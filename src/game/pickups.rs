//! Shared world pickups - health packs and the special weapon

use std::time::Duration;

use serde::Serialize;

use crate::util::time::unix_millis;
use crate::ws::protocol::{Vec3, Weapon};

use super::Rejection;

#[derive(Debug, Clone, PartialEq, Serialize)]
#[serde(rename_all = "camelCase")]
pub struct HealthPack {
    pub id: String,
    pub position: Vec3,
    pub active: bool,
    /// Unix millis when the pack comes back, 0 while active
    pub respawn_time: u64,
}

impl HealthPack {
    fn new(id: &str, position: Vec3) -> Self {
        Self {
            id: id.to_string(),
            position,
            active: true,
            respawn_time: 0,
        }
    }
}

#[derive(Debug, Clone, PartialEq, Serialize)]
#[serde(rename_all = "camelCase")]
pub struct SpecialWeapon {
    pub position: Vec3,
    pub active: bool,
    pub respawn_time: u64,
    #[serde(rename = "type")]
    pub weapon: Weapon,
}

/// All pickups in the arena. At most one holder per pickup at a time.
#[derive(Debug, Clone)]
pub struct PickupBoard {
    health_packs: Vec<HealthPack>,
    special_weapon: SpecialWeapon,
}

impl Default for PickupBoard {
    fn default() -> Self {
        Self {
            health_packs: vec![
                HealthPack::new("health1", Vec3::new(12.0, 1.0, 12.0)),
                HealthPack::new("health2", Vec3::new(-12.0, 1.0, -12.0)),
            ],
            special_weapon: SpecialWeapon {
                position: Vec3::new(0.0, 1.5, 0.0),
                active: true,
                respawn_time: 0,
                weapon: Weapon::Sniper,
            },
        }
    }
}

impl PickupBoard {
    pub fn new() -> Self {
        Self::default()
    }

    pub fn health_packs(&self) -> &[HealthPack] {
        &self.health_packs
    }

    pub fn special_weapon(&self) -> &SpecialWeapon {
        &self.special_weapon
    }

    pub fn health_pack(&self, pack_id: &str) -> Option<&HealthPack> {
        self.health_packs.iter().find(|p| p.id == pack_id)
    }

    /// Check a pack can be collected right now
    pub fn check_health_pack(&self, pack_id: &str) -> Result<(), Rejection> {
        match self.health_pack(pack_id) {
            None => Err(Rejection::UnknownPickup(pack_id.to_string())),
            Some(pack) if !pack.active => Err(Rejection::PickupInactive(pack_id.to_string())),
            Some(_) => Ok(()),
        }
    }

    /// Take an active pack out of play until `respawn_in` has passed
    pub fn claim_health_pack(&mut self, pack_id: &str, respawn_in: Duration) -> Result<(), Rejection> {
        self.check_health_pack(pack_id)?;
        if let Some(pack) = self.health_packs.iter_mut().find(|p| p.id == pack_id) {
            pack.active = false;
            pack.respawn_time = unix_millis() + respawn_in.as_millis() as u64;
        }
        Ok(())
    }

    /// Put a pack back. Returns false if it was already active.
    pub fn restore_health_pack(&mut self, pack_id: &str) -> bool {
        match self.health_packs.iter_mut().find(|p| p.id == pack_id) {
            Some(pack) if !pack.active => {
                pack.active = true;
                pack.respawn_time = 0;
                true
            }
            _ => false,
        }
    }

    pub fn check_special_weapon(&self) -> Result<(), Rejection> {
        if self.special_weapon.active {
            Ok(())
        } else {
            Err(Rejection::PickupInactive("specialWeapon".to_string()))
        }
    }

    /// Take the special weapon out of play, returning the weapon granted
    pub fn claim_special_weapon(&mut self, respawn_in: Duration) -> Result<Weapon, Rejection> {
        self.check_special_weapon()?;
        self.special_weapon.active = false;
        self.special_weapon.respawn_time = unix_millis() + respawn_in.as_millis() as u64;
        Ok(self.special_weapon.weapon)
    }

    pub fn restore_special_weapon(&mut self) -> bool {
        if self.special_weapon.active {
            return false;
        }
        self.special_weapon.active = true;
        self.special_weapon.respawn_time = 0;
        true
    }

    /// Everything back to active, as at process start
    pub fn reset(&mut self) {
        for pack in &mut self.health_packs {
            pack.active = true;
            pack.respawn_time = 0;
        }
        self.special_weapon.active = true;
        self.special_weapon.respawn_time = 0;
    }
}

◆ ◆ ◆

• **ACTIVITY**
Where in the records above does the word "PickupBoard" appear? Copy each line that holds it.

• **ANSWER SPACE**
pub struct PickupBoard {
impl Default for PickupBoard {
impl PickupBoard {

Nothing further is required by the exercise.